Low cost carrier Ryanair pledged to continue cutting fares as it posted a 6% rise in annual profits despite intense competition and the Brexit vote.
CEO Michael O’Leary said the Irish airline faced “difficult” trading as the group posted profits of f1.31 billion (£1.14bn) for the year to March 31.
It slashed fares by 13% on average over the year amid competition in the industry and expects to reduce fares by a further 5 - 7% due to the weak pound and as it passes on lower fuel costs.
The group said the year was marred by terrorist attacks across Europe, confirming flight bookings fell in the aftermath of the explosion at the Manchester Arena last week.
Bookings have started to recover with the launch of seat sales in response to the fall in demand.
The group said it also saw “strong bookings” over the weekend after an IT failure hit rival British Airways.

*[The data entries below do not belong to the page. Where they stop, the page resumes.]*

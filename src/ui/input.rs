/// Keyboard tracking and key bindings.
///
/// Movement is continuous while a key is held. The sonar trigger needs
/// both edges: press starts the charge, release fires it. Terminals that
/// report Release events (keyboard enhancement) give exact release
/// timing; elsewhere a key counts as released once its auto-repeat stops
/// for `HOLD_TIMEOUT`, and the sonar release is backdated by that silence.

use std::collections::HashMap;
use std::time::{Duration, Instant};

use crossterm::event::{self, Event, KeyCode, KeyEvent, KeyEventKind, KeyModifiers, poll};

use deepecho::domain::entity::{Ability, FrameInput, MoveDir, PingInput};

/// Silence after which a key without a Release event is considered up.
const HOLD_TIMEOUT: Duration = Duration::from_millis(160);
/// The sonar trigger must outlast the terminal's initial auto-repeat delay,
/// otherwise a long hold splits into several short taps.
const CHARGE_HOLD_TIMEOUT: Duration = Duration::from_millis(550);

fn hold_timeout(code: KeyCode) -> Duration {
    if KEYS_PING.contains(&code) { CHARGE_HOLD_TIMEOUT } else { HOLD_TIMEOUT }
}

// ── Bindings ──

pub const KEYS_LEFT: &[KeyCode] = &[KeyCode::Left, KeyCode::Char('a'), KeyCode::Char('A')];
pub const KEYS_RIGHT: &[KeyCode] = &[KeyCode::Right, KeyCode::Char('d'), KeyCode::Char('D')];
pub const KEYS_UP: &[KeyCode] = &[KeyCode::Up, KeyCode::Char('w'), KeyCode::Char('W')];
pub const KEYS_DOWN: &[KeyCode] = &[KeyCode::Down, KeyCode::Char('s'), KeyCode::Char('S')];
pub const KEYS_PING: &[KeyCode] = &[KeyCode::Char(' ')];
pub const KEYS_BEACON: &[KeyCode] = &[KeyCode::Char('1'), KeyCode::Char('b'), KeyCode::Char('B')];
pub const KEYS_DAMPENER: &[KeyCode] = &[KeyCode::Char('2'), KeyCode::Char('f'), KeyCode::Char('F')];
pub const KEYS_PHASE: &[KeyCode] = &[KeyCode::Char('3'), KeyCode::Char('e'), KeyCode::Char('E')];
pub const KEYS_RESTART: &[KeyCode] = &[KeyCode::Char('r'), KeyCode::Char('R')];
pub const KEYS_CONFIRM: &[KeyCode] = &[KeyCode::Enter, KeyCode::Char(' ')];
pub const KEYS_BACK: &[KeyCode] = &[KeyCode::Esc];
pub const KEYS_QUIT: &[KeyCode] = &[KeyCode::Char('q'), KeyCode::Char('Q')];

pub struct InputState {
    /// Last Press/Repeat time for each held key.
    last_active: HashMap<KeyCode, Instant>,
    /// Keys that went down during the latest drain.
    fresh_presses: Vec<KeyCode>,
    /// Keys that came up (explicitly or by timeout) during the latest drain.
    fresh_releases: Vec<KeyCode>,
    /// Releases held back one frame because the press landed in the same drain.
    deferred_releases: Vec<KeyCode>,
    /// How long a timed-out key had been silent when its release was noticed.
    release_lag: HashMap<KeyCode, Duration>,
    raw_events: Vec<KeyEvent>,
    /// Trust Release events. Set once keyboard enhancement is confirmed.
    pub honor_release: bool,
}

impl InputState {
    pub fn new() -> Self {
        InputState {
            last_active: HashMap::with_capacity(16),
            fresh_presses: Vec::with_capacity(8),
            fresh_releases: Vec::with_capacity(8),
            deferred_releases: Vec::with_capacity(4),
            release_lag: HashMap::with_capacity(4),
            raw_events: Vec::with_capacity(8),
            honor_release: false,
        }
    }

    /// Pull every pending terminal event without blocking. Once per frame.
    pub fn drain_events(&mut self) {
        self.fresh_presses.clear();
        self.fresh_releases = std::mem::take(&mut self.deferred_releases);
        self.raw_events.clear();

        while poll(Duration::ZERO).unwrap_or(false) {
            let Ok(Event::Key(key)) = event::read() else { continue };
            self.raw_events.push(key);

            match key.kind {
                KeyEventKind::Release if self.honor_release => {
                    if self.last_active.remove(&key.code).is_some() {
                        self.fresh_releases.push(key.code);
                    }
                }
                KeyEventKind::Release => {}
                _ => {
                    let was_held = self.last_active.contains_key(&key.code);
                    self.last_active.insert(key.code, Instant::now());
                    if !was_held {
                        self.fresh_presses.push(key.code);
                        self.release_lag.remove(&key.code);
                    }
                }
            }
        }

        self.expire_silent(Instant::now());

        // Press and release in one drain: report the press now, the release next frame.
        let presses = &self.fresh_presses;
        let (deferred, now_released): (Vec<_>, Vec<_>) = self.fresh_releases
            .drain(..)
            .partition(|c| presses.contains(c));
        self.fresh_releases = now_released;
        self.deferred_releases = deferred;
    }

    /// Release every key whose auto-repeat has gone quiet.
    fn expire_silent(&mut self, now: Instant) {
        let releases = &mut self.fresh_releases;
        let lag = &mut self.release_lag;
        self.last_active.retain(|code, t| {
            let silent = now.duration_since(*t);
            let alive = silent < hold_timeout(*code);
            if !alive {
                releases.push(*code);
                lag.insert(*code, silent);
            }
            alive
        });
    }

    pub fn any_held(&self, codes: &[KeyCode]) -> bool {
        codes.iter().any(|c| self.last_active.contains_key(c))
    }

    pub fn any_pressed(&self, codes: &[KeyCode]) -> bool {
        codes.iter().any(|c| self.fresh_presses.contains(c))
    }

    pub fn any_released(&self, codes: &[KeyCode]) -> bool {
        codes.iter().any(|c| self.fresh_releases.contains(c))
    }

    pub fn ctrl_c_pressed(&self) -> bool {
        self.raw_events.iter().any(|k| {
            k.modifiers.contains(KeyModifiers::CONTROL)
                && matches!(k.code, KeyCode::Char('c') | KeyCode::Char('C'))
        })
    }

    /// Forget everything held. Used when leaving the play screen so a
    /// half-charged ping doesn't fire on the next level.
    pub fn reset(&mut self) {
        self.last_active.clear();
        self.fresh_presses.clear();
        self.fresh_releases.clear();
        self.deferred_releases.clear();
        self.release_lag.clear();
    }

    // ── Gameplay mapping ──

    /// Translate this frame's keyboard state into simulation input.
    pub fn frame_input(&self) -> FrameInput {
        FrameInput {
            movement: self.movement(),
            ping: self.ping_edge(),
            ability: self.ability(),
        }
    }

    fn movement(&self) -> Option<MoveDir> {
        let held = |keys: &[KeyCode]| self.any_held(keys) || self.any_pressed(keys);
        if held(KEYS_UP) {
            Some(MoveDir::Up)
        } else if held(KEYS_DOWN) {
            Some(MoveDir::Down)
        } else if held(KEYS_LEFT) {
            Some(MoveDir::Left)
        } else if held(KEYS_RIGHT) {
            Some(MoveDir::Right)
        } else {
            None
        }
    }

    fn ping_edge(&self) -> Option<PingInput> {
        if self.any_released(KEYS_PING) {
            Some(PingInput::Release { late: self.ping_release_lag().as_secs_f32() })
        } else if self.any_pressed(KEYS_PING) {
            Some(PingInput::Press)
        } else {
            None
        }
    }

    /// Zero when the terminal reported the release itself.
    fn ping_release_lag(&self) -> Duration {
        KEYS_PING.iter()
            .filter(|c| self.fresh_releases.contains(c))
            .filter_map(|c| self.release_lag.get(c).copied())
            .max()
            .unwrap_or(Duration::ZERO)
    }

    fn ability(&self) -> Option<Ability> {
        if self.any_pressed(KEYS_BEACON) {
            Some(Ability::Beacon)
        } else if self.any_pressed(KEYS_DAMPENER) {
            Some(Ability::Dampener)
        } else if self.any_pressed(KEYS_PHASE) {
            Some(Ability::Phase)
        } else {
            None
        }
    }
}
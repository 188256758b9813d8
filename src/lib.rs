/// Deep Echo: a stealth maze game played by sonar.
///
/// `domain` holds the pure rules, `sim` drives a level session tick by
/// tick. The terminal front end lives in the binary.

pub mod config;
pub mod domain;
pub mod error;
pub mod sim;
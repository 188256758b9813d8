/// WorldState: the complete snapshot of a running level.
///
/// ## Level layers
///
///   - `pristine`: the level as parsed. **Never mutated** after load.
///   - `level`:    working copy; only artifact/pickup `collected` flags change.
///
/// `step::restart_level` rebuilds everything (player, sentries, fog, alert,
/// decoy, clock, RNG) from `pristine`, so nothing leaks across resets.
///
/// ## Clock
///
/// `clock` is simulation seconds since level start, advanced only by
/// `step` with a clamped delta. Every timer in the session is an absolute
/// timestamp on this clock.

use rand::SeedableRng;
use rand_chacha::ChaCha8Rng;

use crate::config::Tuning;
use crate::domain::detection;
use crate::domain::entity::{Decoy, Player};
use crate::domain::grid::Pos;
use crate::domain::sentry::Sentry;
use crate::domain::sonar::{AlertLevel, DampenerWindow, PingWave, SonarEmitter};
use crate::domain::visibility::VisibilityField;
use crate::sim::level::Level;

#[derive(Clone, Debug, PartialEq)]
pub enum Outcome {
    Playing,
    Won { pings: u32, elapsed: f32 },
    Lost { reason: String },
}

impl Outcome {
    pub fn is_over(&self) -> bool {
        !matches!(self, Outcome::Playing)
    }
}

pub struct WorldState {
    // ── Level layers ──
    pristine: Level,
    pub level: Level,

    // ── Entities ──
    pub player: Player,
    pub sentries: Vec<Sentry>,
    pub decoy: Option<Decoy>,

    // ── Sonar / fog ──
    pub visibility: VisibilityField,
    pub sonar: SonarEmitter,
    pub alert: AlertLevel,
    pub dampener: DampenerWindow,
    /// Presentation-only ring records; pruned by age.
    pub pings: Vec<PingWave>,

    // ── Clock / outcome ──
    pub clock: f32,
    pub tick: u64,
    pub outcome: Outcome,
    /// Distance to the closest sentry after the last detection pass.
    pub nearest_sentry: Option<f32>,
    /// Detection radius used by the last detection pass.
    pub detection_radius: f32,

    // ── Tuning / randomness ──
    pub tuning: Tuning,
    seed: u64,
    pub rng: ChaCha8Rng,
}

// ── Construction ──

impl WorldState {
    pub fn new(level: Level, tuning: Tuning, seed: u64) -> Self {
        let working = level.clone();
        let player = Player::new(level.player_spawn, level.start_resources);
        let sentries = level.sentry_spawns.iter()
            .enumerate()
            .map(|(id, &home)| Sentry::new(id, home))
            .collect();
        let visibility = VisibilityField::new(
            &level.grid,
            tuning.visibility.reveal_duration,
            tuning.visibility.ambient_radius,
        );
        let sonar = SonarEmitter::new(tuning.sonar.clone());
        let detection_radius = detection::detection_radius(
            &tuning.detection, AlertLevel::default(), false,
        );

        tracing::info!(
            level = %level.id,
            sentries = level.sentry_spawns.len(),
            artifacts = level.artifacts.len(),
            seed,
            "level loaded"
        );

        WorldState {
            pristine: level,
            level: working,
            player,
            sentries,
            decoy: None,
            visibility,
            sonar,
            alert: AlertLevel::default(),
            dampener: DampenerWindow::default(),
            pings: vec![],
            clock: 0.0,
            tick: 0,
            outcome: Outcome::Playing,
            nearest_sentry: None,
            detection_radius,
            tuning,
            seed,
            rng: ChaCha8Rng::seed_from_u64(seed),
        }
    }

    /// The level exactly as it was loaded.
    pub fn pristine_level(&self) -> &Level {
        &self.pristine
    }

    pub fn seed(&self) -> u64 {
        self.seed
    }
}

// ── Queries ──

impl WorldState {
    #[inline]
    pub fn is_dampened(&self) -> bool {
        self.dampener.is_active(self.clock)
    }

    /// How visible `tile` is to the player right now, in [0, 1].
    #[inline]
    pub fn visibility_at(&self, tile: Pos) -> f32 {
        self.visibility.visibility_at(self.player.pos, tile)
    }

    pub fn ping_count(&self) -> u32 {
        self.sonar.ping_count()
    }

    pub fn sentry_at(&self, p: Pos) -> Option<&Sentry> {
        self.sentries.iter().find(|s| s.pos == p)
    }

    pub fn exit_open(&self) -> bool {
        self.level.all_artifacts_collected()
    }
}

Ryanair is “cautiously” forecasting profits to rise by 8% to between f1.4bn (£1.2bn) to f1.45bn (£1.3bn) for the year to next March.
“Investors should be wary of the risk of negative Brexit developments, or any repeat of last year’s security events at European cities, which could damage consumer confidence, close-in bookings, and this full year 2018 guidance,” Mr O’Leary said, adding that he would “continue to pivot our growth away from the UK” amid uncertainty caused by Brexit.
Ryanair reported a 13% rise in passengers, to 120 million in the year to March 31, but admitted it was impacted by delays due to air traffic control strikes and weather disruption at the end of last year.
The carrier, with 1,800 daily flights across 33 countries, is targeting 130 million passengers this year, suggesting a slowdown of around 8%.